Dataset extract:

-- Opening Marker --

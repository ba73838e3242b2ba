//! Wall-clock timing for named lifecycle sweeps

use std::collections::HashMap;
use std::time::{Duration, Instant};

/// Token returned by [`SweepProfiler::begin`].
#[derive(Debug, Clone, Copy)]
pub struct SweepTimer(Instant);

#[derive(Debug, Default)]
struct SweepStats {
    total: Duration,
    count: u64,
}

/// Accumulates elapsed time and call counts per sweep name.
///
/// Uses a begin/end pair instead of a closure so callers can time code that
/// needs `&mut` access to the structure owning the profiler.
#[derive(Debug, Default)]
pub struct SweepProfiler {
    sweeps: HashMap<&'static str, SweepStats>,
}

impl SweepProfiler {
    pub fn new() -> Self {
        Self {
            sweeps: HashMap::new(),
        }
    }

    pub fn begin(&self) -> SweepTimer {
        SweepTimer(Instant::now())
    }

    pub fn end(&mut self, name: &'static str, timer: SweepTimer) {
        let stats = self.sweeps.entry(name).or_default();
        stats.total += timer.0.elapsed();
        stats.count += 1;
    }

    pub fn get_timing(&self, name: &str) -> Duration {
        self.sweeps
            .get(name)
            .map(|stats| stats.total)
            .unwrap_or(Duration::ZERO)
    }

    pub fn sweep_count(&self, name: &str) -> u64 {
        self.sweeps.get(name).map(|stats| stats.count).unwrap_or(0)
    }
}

-- Closing Marker --
-- Opening Marker --

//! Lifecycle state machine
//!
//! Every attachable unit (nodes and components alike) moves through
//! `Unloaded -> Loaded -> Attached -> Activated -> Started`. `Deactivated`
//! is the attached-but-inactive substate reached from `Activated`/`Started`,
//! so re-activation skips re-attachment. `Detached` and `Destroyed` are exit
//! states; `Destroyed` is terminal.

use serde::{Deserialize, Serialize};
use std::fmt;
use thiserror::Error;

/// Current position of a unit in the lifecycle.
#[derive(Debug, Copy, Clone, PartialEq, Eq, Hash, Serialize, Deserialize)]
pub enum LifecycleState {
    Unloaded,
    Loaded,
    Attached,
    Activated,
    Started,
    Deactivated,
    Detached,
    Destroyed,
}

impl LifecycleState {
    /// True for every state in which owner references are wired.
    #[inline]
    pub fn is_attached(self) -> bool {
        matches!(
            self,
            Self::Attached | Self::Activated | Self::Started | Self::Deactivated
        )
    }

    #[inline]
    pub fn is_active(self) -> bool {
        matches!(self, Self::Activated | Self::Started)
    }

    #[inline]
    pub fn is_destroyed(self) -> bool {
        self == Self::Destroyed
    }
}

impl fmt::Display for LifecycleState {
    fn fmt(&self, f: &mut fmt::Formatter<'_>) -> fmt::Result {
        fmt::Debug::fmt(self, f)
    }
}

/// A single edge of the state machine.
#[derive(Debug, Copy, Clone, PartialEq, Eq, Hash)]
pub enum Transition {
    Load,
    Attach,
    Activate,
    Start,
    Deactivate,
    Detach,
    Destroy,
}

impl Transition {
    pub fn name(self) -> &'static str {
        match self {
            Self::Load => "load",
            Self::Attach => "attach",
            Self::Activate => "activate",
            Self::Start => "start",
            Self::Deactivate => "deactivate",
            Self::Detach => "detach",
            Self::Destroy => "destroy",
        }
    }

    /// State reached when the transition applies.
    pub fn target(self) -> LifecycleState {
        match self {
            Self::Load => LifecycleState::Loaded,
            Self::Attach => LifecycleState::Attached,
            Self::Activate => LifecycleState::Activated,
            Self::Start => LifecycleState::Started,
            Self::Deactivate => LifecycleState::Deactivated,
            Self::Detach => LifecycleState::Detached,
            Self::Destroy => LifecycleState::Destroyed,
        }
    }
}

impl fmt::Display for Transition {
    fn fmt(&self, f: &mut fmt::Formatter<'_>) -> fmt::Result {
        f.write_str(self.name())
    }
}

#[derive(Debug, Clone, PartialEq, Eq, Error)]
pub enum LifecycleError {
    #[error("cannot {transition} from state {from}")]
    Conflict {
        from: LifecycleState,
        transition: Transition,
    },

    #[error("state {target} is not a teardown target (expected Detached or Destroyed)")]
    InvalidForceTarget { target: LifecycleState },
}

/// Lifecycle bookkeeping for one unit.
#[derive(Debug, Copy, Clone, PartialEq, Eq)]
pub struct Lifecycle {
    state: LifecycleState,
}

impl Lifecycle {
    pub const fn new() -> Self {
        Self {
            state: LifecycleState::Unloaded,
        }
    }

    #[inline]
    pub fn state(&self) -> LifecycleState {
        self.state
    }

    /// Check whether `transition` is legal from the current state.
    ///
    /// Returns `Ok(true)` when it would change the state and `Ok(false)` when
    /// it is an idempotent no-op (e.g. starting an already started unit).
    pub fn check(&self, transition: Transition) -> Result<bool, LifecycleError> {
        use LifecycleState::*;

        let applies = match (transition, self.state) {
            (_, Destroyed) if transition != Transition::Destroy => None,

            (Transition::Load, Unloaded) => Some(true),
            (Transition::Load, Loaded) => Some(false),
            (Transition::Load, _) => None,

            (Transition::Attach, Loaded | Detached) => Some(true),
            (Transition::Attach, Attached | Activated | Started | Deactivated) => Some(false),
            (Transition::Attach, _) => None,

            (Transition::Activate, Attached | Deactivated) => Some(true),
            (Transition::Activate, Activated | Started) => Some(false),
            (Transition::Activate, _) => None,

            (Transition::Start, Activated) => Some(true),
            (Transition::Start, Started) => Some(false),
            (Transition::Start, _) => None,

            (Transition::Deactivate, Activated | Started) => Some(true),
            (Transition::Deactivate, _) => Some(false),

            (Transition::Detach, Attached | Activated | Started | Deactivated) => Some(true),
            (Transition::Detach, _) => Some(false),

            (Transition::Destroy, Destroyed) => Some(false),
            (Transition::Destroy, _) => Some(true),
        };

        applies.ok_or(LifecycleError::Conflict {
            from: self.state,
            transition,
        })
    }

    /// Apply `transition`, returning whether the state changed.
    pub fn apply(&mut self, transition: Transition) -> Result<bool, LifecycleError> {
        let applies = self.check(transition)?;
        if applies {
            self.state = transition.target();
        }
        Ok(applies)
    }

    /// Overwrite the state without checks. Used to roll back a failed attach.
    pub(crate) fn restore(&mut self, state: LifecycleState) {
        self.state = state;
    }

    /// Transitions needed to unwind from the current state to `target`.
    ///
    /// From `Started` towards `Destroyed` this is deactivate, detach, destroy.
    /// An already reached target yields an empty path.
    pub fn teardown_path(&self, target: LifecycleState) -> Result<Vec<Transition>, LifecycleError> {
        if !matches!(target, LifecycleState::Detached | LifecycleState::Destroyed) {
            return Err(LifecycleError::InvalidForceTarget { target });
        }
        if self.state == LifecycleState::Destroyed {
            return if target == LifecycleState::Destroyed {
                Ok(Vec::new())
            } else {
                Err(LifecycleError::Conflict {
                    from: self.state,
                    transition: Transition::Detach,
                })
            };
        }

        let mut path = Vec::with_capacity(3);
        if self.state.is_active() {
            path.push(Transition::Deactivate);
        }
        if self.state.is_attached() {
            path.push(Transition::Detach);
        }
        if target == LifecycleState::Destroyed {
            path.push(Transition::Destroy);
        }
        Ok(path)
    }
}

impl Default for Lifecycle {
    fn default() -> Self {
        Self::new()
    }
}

-- Closing Marker --

What the exercise asks: Copy out every line from the data above that has "applies" in it.

Response box:
    /// State reached when the transition applies.
        let applies = match (transition, self.state) {
        applies.ok_or(LifecycleError::Conflict {
        let applies = self.check(transition)?;
        if applies {
        Ok(applies)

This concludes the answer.